In the first five months of the year, the U.S. office market saw $10.2 billion in transactions at an average price of $165 per square foot, according to CommercialEdge. In the Denver metropolitan area, sales this year have totaled $99 million at an average price of $103 per square foot, the lowest of any major Western city.
More than $900 billion in commercial real estate debt will mature and need to be refinanced this year, falling to under $600 billion next year and to about $450 billion the year after that.
Large banks have been building up reserves to deal with potential losses, and while some smaller regional banks could fail, that is unlikely to spark a larger financial crisis.
For now, the banking system appears to be able to handle the slowdown in demand for office space and the resulting defaults, but the double whammy of an apartment construction glut could change that.
“If we were to see a similar decline in multifamily housing, that would be a different story,” Barkham said.
But how likely is that to happen? Rising interest rates are driving many would-be homebuyers to rent rather than own. According to CBRE, the typical new mortgage payment in the U.S. is $3,153 a month, compared with an effective monthly rent of $2,163.
This means more absorption — people moving into new apartments as soon as they come on the market. But in 2024 and 2025, more supply will come online, testing the market's ability to keep filling new apartments.
What is uncertain is how much demand will exist to meet the high levels of units being completed over the coming months and, if there is an oversupply, how much rents will fall and what impact that fall will have on landlord and developer finances and, ultimately, lenders' balance sheets.

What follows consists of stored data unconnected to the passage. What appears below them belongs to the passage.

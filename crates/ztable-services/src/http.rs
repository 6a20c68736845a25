//! HTTP transport

use std::time::Duration;

use async_trait::async_trait;
use reqwest::{Client, Response};
use serde_json::Value;
use url::Url;
use ztable_core::RequestParams;

use crate::{ServiceError, ServiceResult, TableTransport};

const FACET_URL_TIMEOUT: Duration = Duration::from_secs(30);

/// Talks to a list endpoint such as `http://host/api/users`.
///
/// - list: `GET <base>?page&limit&sortBy&sortOrder&search&filters`
/// - update: `PUT <base>/<id>` with a JSON patch body
/// - facets: `GET <facets base>/<field>`, where the default facets base replaces the last
///   path segment of the list URL with `facets` (`/api/users` becomes `/api/facets`)
#[derive(Debug, Clone)]
pub struct HttpTransport {
    client: Client,
    base_url: Url,
    facets_base: Option<Url>,
}

impl HttpTransport {
    pub fn new(base_url: &str, timeout: Duration) -> ServiceResult<Self> {
        let base_url = Url::parse(base_url)
            .map_err(|e| ServiceError::Misconfigured(format!("invalid API URL '{}': {}", base_url, e)))?;
        if base_url.cannot_be_a_base() {
            return Err(ServiceError::Misconfigured(format!(
                "API URL '{}' cannot carry a path",
                base_url
            )));
        }
        let client = Client::builder().timeout(timeout).build()?;
        Ok(Self {
            client,
            base_url,
            facets_base: None,
        })
    }

    /// Serve facets from `<facets_base>/<field>` instead of the derived default
    pub fn with_facets_base(mut self, facets_base: &str) -> ServiceResult<Self> {
        let url = Url::parse(facets_base).map_err(|e| {
            ServiceError::Misconfigured(format!("invalid facets URL '{}': {}", facets_base, e))
        })?;
        self.facets_base = Some(url);
        Ok(self)
    }

    pub fn base_url(&self) -> &Url {
        &self.base_url
    }

    /// List URL with the request parameters as its query string
    pub fn list_url(&self, params: &RequestParams) -> Url {
        let mut url = self.base_url.clone();
        url.set_query(None);
        url.query_pairs_mut()
            .extend_pairs(params.to_query_pairs());
        url
    }

    pub fn row_url(&self, row_id: &str) -> ServiceResult<Url> {
        let mut url = self.base_url.clone();
        url.set_query(None);
        push_segments(&mut url, &[row_id], false)?;
        Ok(url)
    }

    pub fn facets_url(&self, field: &str) -> ServiceResult<Url> {
        match &self.facets_base {
            Some(base) => {
                let mut url = base.clone();
                push_segments(&mut url, &[field], false)?;
                Ok(url)
            }
            None => {
                let mut url = self.base_url.clone();
                url.set_query(None);
                push_segments(&mut url, &["facets", field], true)?;
                Ok(url)
            }
        }
    }
}

fn push_segments(url: &mut Url, segments: &[&str], replace_last: bool) -> ServiceResult<()> {
    let display = url.to_string();
    let mut path = url
        .path_segments_mut()
        .map_err(|_| ServiceError::Misconfigured(format!("URL '{}' cannot carry a path", display)))?;
    path.pop_if_empty();
    if replace_last {
        path.pop();
    }
    path.extend(segments);
    Ok(())
}

fn parse_facet_url(field: &str, explicit: &str) -> ServiceResult<Url> {
    Url::parse(explicit).map_err(|e| ServiceError::Facet {
        field: field.to_string(),
        message: format!("invalid facet URL '{}': {}", explicit, e),
    })
}

/// GET a column's facet URL directly, for tables that have no transport
pub async fn fetch_facet_url(field: &str, facet_url: &str) -> ServiceResult<Vec<Value>> {
    let url = parse_facet_url(field, facet_url)?;
    let client = Client::builder().timeout(FACET_URL_TIMEOUT).build()?;
    tracing::debug!(url = %url, "GET facets");
    let response = client.get(url).send().await?;
    json_body(response).await
}

async fn json_body<T: serde::de::DeserializeOwned>(response: Response) -> ServiceResult<T> {
    let status = response.status();
    if !status.is_success() {
        return Err(ServiceError::Transport(format!("API Error: {}", status.as_u16())));
    }
    Ok(response.json::<T>().await?)
}

#[async_trait]
impl TableTransport for HttpTransport {
    #[tracing::instrument(skip(self, params), fields(page = params.page))]
    async fn fetch_list(&self, params: &RequestParams) -> ServiceResult<Value> {
        let url = self.list_url(params);
        tracing::debug!(url = %url, "GET list");
        let response = self.client.get(url).send().await?;
        json_body(response).await
    }

    #[tracing::instrument(skip(self, patch))]
    async fn update_row(&self, row_id: &str, patch: &Value) -> ServiceResult<Value> {
        let url = self.row_url(row_id)?;
        tracing::debug!(url = %url, "PUT row");
        let response = self.client.put(url).json(patch).send().await?;
        json_body(response).await
    }

    #[tracing::instrument(skip(self))]
    async fn fetch_facets(&self, field: &str, facet_url: Option<&str>) -> ServiceResult<Vec<Value>> {
        let url = match facet_url {
            Some(explicit) => parse_facet_url(field, explicit)?,
            None => self.facets_url(field)?,
        };
        tracing::debug!(url = %url, "GET facets");
        let response = self.client.get(url).send().await?;
        json_body(response).await
    }
}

Most economists say the U.S. continues to face a housing shortage. Caitlin Sugrue Walter, vice president of research at the National Multifamily Housing Council, said the U.S. needs to build 4.3 million apartments across a range of price points by 2035.

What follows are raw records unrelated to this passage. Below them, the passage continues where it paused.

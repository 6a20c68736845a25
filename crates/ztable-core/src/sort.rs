use serde::{Deserialize, Serialize};

/// Sort direction
#[derive(Debug, Clone, Copy, PartialEq, Eq, Hash, Default, Serialize, Deserialize)]
#[serde(rename_all = "lowercase")]
pub enum SortDirection {
    #[default]
    Asc,
    Desc,
}

impl SortDirection {
    pub fn toggle(&self) -> Self {
        match self {
            SortDirection::Asc => SortDirection::Desc,
            SortDirection::Desc => SortDirection::Asc,
        }
    }

    pub fn as_str(&self) -> &'static str {
        match self {
            SortDirection::Asc => "asc",
            SortDirection::Desc => "desc",
        }
    }

    /// Anything other than `desc` reads as ascending
    pub fn parse(s: &str) -> Self {
        if s.eq_ignore_ascii_case("desc") {
            SortDirection::Desc
        } else {
            SortDirection::Asc
        }
    }
}

/// Single-key sort. `key == None` means unsorted.
#[derive(Debug, Clone, PartialEq, Eq, Hash, Default, Serialize, Deserialize)]
pub struct SortConfig {
    pub key: Option<String>,
    pub direction: SortDirection,
}

impl SortConfig {
    pub fn new(key: impl Into<String>, direction: SortDirection) -> Self {
        Self {
            key: Some(key.into()),
            direction,
        }
    }

    pub fn is_sorted(&self) -> bool {
        self.key.is_some()
    }

    /// Next configuration after the header for `key` is activated.
    ///
    /// A new key starts ascending; the same key cycles asc, desc, then unsorted.
    pub fn cycle(&self, key: &str) -> Self {
        match (&self.key, self.direction) {
            (Some(current), SortDirection::Asc) if current == key => {
                SortConfig::new(key, SortDirection::Desc)
            }
            (Some(current), SortDirection::Desc) if current == key => SortConfig::default(),
            _ => SortConfig::new(key, SortDirection::Asc),
        }
    }
}

#[cfg(test)]
mod tests {
    use super::*;

    #[test]
    fn test_sort_cycle() {
        let off = SortConfig::default();
        let asc = off.cycle("age");
        assert_eq!(asc, SortConfig::new("age", SortDirection::Asc));
        let desc = asc.cycle("age");
        assert_eq!(desc.direction, SortDirection::Desc);
        let cleared = desc.cycle("age");
        assert_eq!(cleared, SortConfig::default());
        assert_eq!(desc.cycle("name"), SortConfig::new("name", SortDirection::Asc));
    }

    #[test]
    fn test_direction_parse() {
        assert_eq!(SortDirection::parse("DESC"), SortDirection::Desc);
        assert_eq!(SortDirection::parse("sideways"), SortDirection::Asc);
        assert_eq!(SortDirection::Asc.toggle(), SortDirection::Desc);
    }
}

That total includes a shortfall of 600,000 homes that were stalled during the Great Recession, Walter said in his presentation at NAREE. Dallas, Houston, New York, Phoenix, Austin and Atlanta face the biggest shortfalls.
Developers added 438,500 new apartments last year, a 22.1% increase over 2022 and the highest completion rate since 1987, according to the U.S. Census Bureau.
Walter said apartment completions are at a high level, but permits and starts are down as developers struggle with rising interest rates, and he said a correction is looming.
Zillow found in a study released in late June that the U.S. housing shortage is worsening, even as a homebuilding boom began during the pandemic. Zillow estimates that there are 4.5 million U.S. households with people who are not related to them. These individuals and family units are not counted as separate households, making them prime candidates to absorb new home and apartment supply.
However, a contrarian study from the University of Kansas argues that the US has a surplus of 3.3 million homes between 2000 and 2020, most of which occurred during the housing boom of 2000 to 2010. The US's problem, the study authors argue, is not one of supply but one of high house prices.
“There's a common belief that there is a housing shortage in the United States. This is evident in the popular and academic literature, as well as the housing industry,” Kirk McClure, a public policy professor at the University of Kansas, said in a statement. “Yet the data shows that the majority of U.S. markets have an adequate housing supply. Unfortunately, there is not enough affordable housing, especially for low- and very-low-income families and individuals.”
If the NMHC, Zillow and other studies are correct, the current surge in apartment construction should be absorbed. If the KU study is correct, the new supply, skewed toward luxury apartments with higher rents, will be too much for what's already on the market.
That could leave apartment developers and their lenders, already struggling with the collapse of the office market, in an even more vulnerable position.